La casa, e con essa la famiglia nucleare eterosessuale che più frequentemente la abita, è considerata da lungo tempo il primo luogo dell’oppressione maschile sulle donne, soprattutto da un certo tipo di femminismo perlopiù bianco (un pensiero leggermente diverso avevano le femministe nere come bell hooks per cui la casa era invece un luogo di resistenza rispetto alla società razzista che ne stava fuori). Ereditando buona parte delle analisi politiche delle femministe marxiste degli anni ’70 e ’80, è abbastanza comune nei collettivi e negli spazi di lotta sentire parlare di lavoro di cura, lavoro riproduttivo non retribuito, dell’istituzione familiare come funzionale al gioco del capitale.

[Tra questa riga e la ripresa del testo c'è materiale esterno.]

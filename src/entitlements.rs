use chrono::{DateTime, Duration, Utc};
use serde::{Deserialize, Serialize};
use thiserror::Error;

use crate::plans::PlanName;

/// Capability set derived from a subscription plan. Recomputed on every request, never stored.
#[derive(Debug, Clone, Copy, PartialEq, Eq, Serialize, Deserialize)]
#[serde(rename_all = "camelCase")]
pub struct Entitlements {
    pub max_goals: u32,
    /// `None` means logs are kept forever
    pub log_retention_days: Option<u32>,
    pub can_use_ai_excuse: bool,
    pub can_use_premium_templates: bool,
}

/// A downstream feature or limit check refused by the caller's plan
#[derive(Debug, Error, PartialEq, Eq)]
pub enum EntitlementDenied {
    #[error("Goal limit reached ({limit} on your current plan)")]
    GoalLimitReached { limit: u32 },

    #[error("AI excuses require a premium plan")]
    AiExcuseUnavailable,

    #[error("Premium templates require a premium plan")]
    PremiumTemplateUnavailable,
}

/// Map a stored plan name to its capability set.
///
/// Total: anything that is not a recognised paid plan gets the free policy.
pub fn resolve(plan: &str) -> Entitlements {
    match plan.parse::<PlanName>() {
        Ok(PlanName::Premium) => Entitlements::PREMIUM,
        Ok(PlanName::Free) | Err(_) => Entitlements::FREE,
    }
}

impl Entitlements {
    pub const FREE: Entitlements = Entitlements {
        max_goals: 3,
        log_retention_days: Some(30),
        can_use_ai_excuse: false,
        can_use_premium_templates: false,
    };

    pub const PREMIUM: Entitlements = Entitlements {
        max_goals: 100,
        log_retention_days: None,
        can_use_ai_excuse: true,
        can_use_premium_templates: true,
    };

    /// Oldest log date visible under this plan, or `None` when unrestricted
    pub fn retention_cutoff(&self, now: DateTime<Utc>) -> Option<DateTime<Utc>> {
        self.log_retention_days
            .map(|days| now - Duration::days(i64::from(days)))
    }

    /// Check before creating a goal; `current` is how many the caller already owns
    pub fn ensure_goal_capacity(&self, current: u64) -> Result<(), EntitlementDenied> {
        if current >= u64::from(self.max_goals) {
            return Err(EntitlementDenied::GoalLimitReached {
                limit: self.max_goals,
            });
        }
        Ok(())
    }

    pub fn ensure_ai_excuse(&self) -> Result<(), EntitlementDenied> {
        if self.can_use_ai_excuse {
            Ok(())
        } else {
            Err(EntitlementDenied::AiExcuseUnavailable)
        }
    }

    pub fn ensure_premium_templates(&self) -> Result<(), EntitlementDenied> {
        if self.can_use_premium_templates {
            Ok(())
        } else {
            Err(EntitlementDenied::PremiumTemplateUnavailable)
        }
    }
}

#[cfg(test)]
mod tests {
    use super::*;
    use chrono::TimeZone;
    use serde_json::json;

    #[test]
    fn free_policy() {
        assert_eq!(
            resolve("free"),
            Entitlements {
                max_goals: 3,
                log_retention_days: Some(30),
                can_use_ai_excuse: false,
                can_use_premium_templates: false,
            }
        );
    }

    #[test]
    fn premium_policy() {
        assert_eq!(
            resolve("premium"),
            Entitlements {
                max_goals: 100,
                log_retention_days: None,
                can_use_ai_excuse: true,
                can_use_premium_templates: true,
            }
        );
    }

    #[test]
    fn unknown_plans_fall_back_to_free() {
        for name in ["bogus", "", "PREMIUM", "enterprise", " premium"] {
            assert_eq!(resolve(name), resolve("free"), "plan {:?}", name);
        }
    }

    #[test]
    fn serializes_with_api_field_names() {
        let value = serde_json::to_value(Entitlements::FREE).unwrap();
        assert_eq!(
            value,
            json!({
                "maxGoals": 3,
                "logRetentionDays": 30,
                "canUseAiExcuse": false,
                "canUsePremiumTemplates": false
            })
        );
        let premium = serde_json::to_value(Entitlements::PREMIUM).unwrap();
        assert!(premium["logRetentionDays"].is_null());
    }

    #[test]
    fn retention_cutoff_only_for_limited_plans() {
        let now = Utc.with_ymd_and_hms(2026, 3, 31, 12, 0, 0).unwrap();
        assert_eq!(
            Entitlements::FREE.retention_cutoff(now),
            Some(Utc.with_ymd_and_hms(2026, 3, 1, 12, 0, 0).unwrap())
        );
        assert_eq!(Entitlements::PREMIUM.retention_cutoff(now), None);
    }

    #[test]
    fn goal_ceiling_is_inclusive_of_existing_goals() {
        assert!(Entitlements::FREE.ensure_goal_capacity(2).is_ok());
        assert_eq!(
            Entitlements::FREE.ensure_goal_capacity(3),
            Err(EntitlementDenied::GoalLimitReached { limit: 3 })
        );
        assert!(Entitlements::PREMIUM.ensure_goal_capacity(99).is_ok());
        assert!(Entitlements::PREMIUM.ensure_goal_capacity(100).is_err());
    }

    #[test]
    fn feature_flags_gate_premium_features() {
        assert_eq!(
            Entitlements::FREE.ensure_ai_excuse(),
            Err(EntitlementDenied::AiExcuseUnavailable)
        );
        assert_eq!(
            Entitlements::FREE.ensure_premium_templates(),
            Err(EntitlementDenied::PremiumTemplateUnavailable)
        );
        assert!(Entitlements::PREMIUM.ensure_ai_excuse().is_ok());
        assert!(Entitlements::PREMIUM.ensure_premium_templates().is_ok());
    }
}
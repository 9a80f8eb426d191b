use axum::{extract::State, Json};
use serde_json::{json, Value};

use crate::app::AppState;
use crate::error::ApiError;

pub async fn root() -> Json<Value> {
    let version = env!("CARGO_PKG_VERSION");

    Json(json!({
        "name": "What Went Wrong API",
        "version": version,
        "endpoints": {
            "home": "/ (public)",
            "health": "/health (public)",
            "plan": "/api/v1/me/plan (protected)",
        }
    }))
}

pub async fn health(State(state): State<AppState>) -> Result<Json<Value>, ApiError> {
    state.plans.health_check().await.map_err(|e| {
        tracing::warn!("Health check failed: {}", e);
        ApiError::service_unavailable("database unavailable")
    })?;

    Ok(Json(json!({
        "status": "ok",
        "timestamp": chrono::Utc::now(),
        "database": "ok"
    })))
}

pub async fn not_found() -> ApiError {
    ApiError::not_found("Route not found")
}
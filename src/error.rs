// HTTP API Error Types
use axum::{http::StatusCode, response::IntoResponse, Json};
use serde_json::{json, Value};

use crate::auth::AuthError;
use crate::entitlements::EntitlementDenied;
use crate::plans::PlanStoreError;

/// HTTP API error with appropriate status codes and client-safe messages.
///
/// Rendered as `{"error": "<message>"}`, plus `"detail"` for authentication
/// failures when detail exposure is enabled.
#[derive(Debug)]
pub enum ApiError {
    // 400 Bad Request
    BadRequest(String),

    // 401 Unauthorized
    Unauthorized {
        message: String,
        detail: Option<String>,
    },

    // 403 Forbidden
    Forbidden(String),

    // 404 Not Found
    NotFound(String),

    // 500 Internal Server Error
    InternalServerError(String),

    // 503 Service Unavailable
    ServiceUnavailable(String),
}

impl ApiError {
    /// Get HTTP status code
    pub fn status_code(&self) -> StatusCode {
        match self {
            ApiError::BadRequest(_) => StatusCode::BAD_REQUEST,
            ApiError::Unauthorized { .. } => StatusCode::UNAUTHORIZED,
            ApiError::Forbidden(_) => StatusCode::FORBIDDEN,
            ApiError::NotFound(_) => StatusCode::NOT_FOUND,
            ApiError::InternalServerError(_) => StatusCode::INTERNAL_SERVER_ERROR,
            ApiError::ServiceUnavailable(_) => StatusCode::SERVICE_UNAVAILABLE,
        }
    }

    /// Get client-safe error message
    pub fn message(&self) -> &str {
        match self {
            ApiError::BadRequest(msg) => msg,
            ApiError::Unauthorized { message, .. } => message,
            ApiError::Forbidden(msg) => msg,
            ApiError::NotFound(msg) => msg,
            ApiError::InternalServerError(msg) => msg,
            ApiError::ServiceUnavailable(msg) => msg,
        }
    }

    /// Error class for logs and metrics; not part of the response body
    pub fn error_code(&self) -> &'static str {
        match self {
            ApiError::BadRequest(_) => "BAD_REQUEST",
            ApiError::Unauthorized { .. } => "UNAUTHORIZED",
            ApiError::Forbidden(_) => "FORBIDDEN",
            ApiError::NotFound(_) => "NOT_FOUND",
            ApiError::InternalServerError(_) => "INTERNAL_SERVER_ERROR",
            ApiError::ServiceUnavailable(_) => "SERVICE_UNAVAILABLE",
        }
    }

    /// Convert to JSON response body
    pub fn to_json(&self) -> Value {
        match self {
            ApiError::Unauthorized {
                message,
                detail: Some(detail),
            } => json!({ "error": message, "detail": detail }),
            _ => json!({ "error": self.message() }),
        }
    }
}

// Static constructor methods
impl ApiError {
    pub fn bad_request(message: impl Into<String>) -> Self {
        ApiError::BadRequest(message.into())
    }

    pub fn unauthorized(message: impl Into<String>) -> Self {
        ApiError::Unauthorized {
            message: message.into(),
            detail: None,
        }
    }

    /// 401 for a failed authentication attempt. Header problems get the fixed
    /// header message; verification failures get "invalid token" plus, optionally,
    /// the stable failure reason.
    pub fn from_auth(err: &AuthError, expose_detail: bool) -> Self {
        if err.is_header_error() {
            return ApiError::unauthorized(err.reason());
        }
        ApiError::Unauthorized {
            message: "invalid token".to_string(),
            detail: expose_detail.then(|| err.reason().to_string()),
        }
    }

    pub fn forbidden(message: impl Into<String>) -> Self {
        ApiError::Forbidden(message.into())
    }

    pub fn not_found(message: impl Into<String>) -> Self {
        ApiError::NotFound(message.into())
    }

    pub fn internal_server_error(message: impl Into<String>) -> Self {
        ApiError::InternalServerError(message.into())
    }

    pub fn service_unavailable(message: impl Into<String>) -> Self {
        ApiError::ServiceUnavailable(message.into())
    }
}

/// Conversion without detail, for callers outside the gate that have no exposure setting
impl From<AuthError> for ApiError {
    fn from(err: AuthError) -> Self {
        ApiError::from_auth(&err, false)
    }
}

impl From<PlanStoreError> for ApiError {
    fn from(err: PlanStoreError) -> Self {
        match err {
            PlanStoreError::InvalidPlan(e) => ApiError::bad_request(e.to_string()),
            PlanStoreError::Storage(e) => {
                // Log the real error but return generic message
                tracing::error!("Plan storage error: {}", e);
                ApiError::internal_server_error("An error occurred while processing your request")
            }
        }
    }
}

impl From<EntitlementDenied> for ApiError {
    fn from(err: EntitlementDenied) -> Self {
        ApiError::forbidden(err.to_string())
    }
}

// Standard error trait implementations
impl std::fmt::Display for ApiError {
    fn fmt(&self, f: &mut std::fmt::Formatter<'_>) -> std::fmt::Result {
        write!(f, "{}", self.message())
    }
}

impl std::error::Error for ApiError {}

// Automatic HTTP response conversion for Axum
impl IntoResponse for ApiError {
    fn into_response(self) -> axum::response::Response {
        (self.status_code(), Json(self.to_json())).into_response()
    }
}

Non serve andare troppo in là con la teoria e arrivare a Silvia Federici, Mariarosa Dalla Costa – tra le esponenti più importanti della tradizione marxista di cui prima – per arrivare a rivendicazioni femministe che si muovono su questi termini. In tempi recenti anche prodotti più pop, come il fumetto Bastava chiedere di Emma, diventato un piccolo caso editoriale, affondano le radici in una trattazione teorica di questo tipo rendendola fruibile a un maggior numero di persone grazie al mezzo comunicativo.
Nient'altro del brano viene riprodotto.